Is Michael Moore a covert agent for the GOP?!

You know who Michael Moore is, right? He's the mockumentarian who has come to personify the liberal elite. He essentially blamed President Bush for 9/11 in his last piece of tripe. And, his current masterpiece portrays Fidel Castro's communist regime down in Cuba as home to the world's best health care system.

Isn't this an extreme example of cognitive dissonance?! I mean, this bloated #)*(%#* wants the same federal government that he believes cannot successfully defend our homeland against terrorists to now be put in complete control of our $2 trillion health care system? Somehow, I doubt he sees the irony in his eagerness to socialize 17% of our domestic economy.

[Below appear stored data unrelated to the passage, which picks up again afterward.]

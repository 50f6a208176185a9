//! `stockkeep-core` — domain foundation building blocks.
//!
//! This crate contains **pure domain** primitives (no infrastructure concerns).

pub mod entity;
pub mod error;
pub mod id;
pub mod validate;
pub mod version;

pub use entity::Entity;
pub use error::{DomainError, DomainResult};
pub use id::{
    CategoryId, OrderDetailId, ProductId, PurchaseOrderId, SupplierId, TransactionId, UserId,
};
pub use version::{ExpectedVersion, Versioned};
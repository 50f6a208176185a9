//! Purchasing domain module (purchase orders).
//!
//! This crate contains business rules for purchase orders: the status state machine,
//! the editing policy and the order total calculator. It performs no IO; the stock
//! side effect of a delivery is carried out by `stockkeep-infra`.

pub mod detail;
pub mod order;
pub mod status;
pub mod totals;

pub use detail::{OrderDetail, OrderLine};
pub use order::{OrderHeader, PurchaseOrder, StatusChange};
pub use status::PurchaseOrderStatus;
pub use totals::{line_total, OrderTotals, PricedLine};
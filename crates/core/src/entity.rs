//! Entity trait: identity + continuity across state changes.

/// Entity marker + minimal interface.
pub trait Entity {
    /// Strongly-typed entity identifier.
    type Id: Copy + Eq + core::hash::Hash + core::fmt::Debug;

    /// Returns the entity identifier.
    fn id(&self) -> Self::Id;
}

Fortunately, Mike Huckabee continues to be the voice of reason. He called Moore on the mat on this issue, pointing out that people from around the world come knocking on America's door when they need specialized medical care. You NEVER hear of anyone from anywhere rushing down to Havana when they're having a major health problem, do you?!

The former Arkansas governor conceded the US health care system does need some significant reform. For example, he cited the staggering statistic that 75% of our current expenditures are on TREATING disease, and suggested perhaps a greater slice of the pie should go to PREVENTING ailments in the first place. Of course, being proactive about our well-being would involve things Moore apparently finds abhorrent like excercise and sensible diet.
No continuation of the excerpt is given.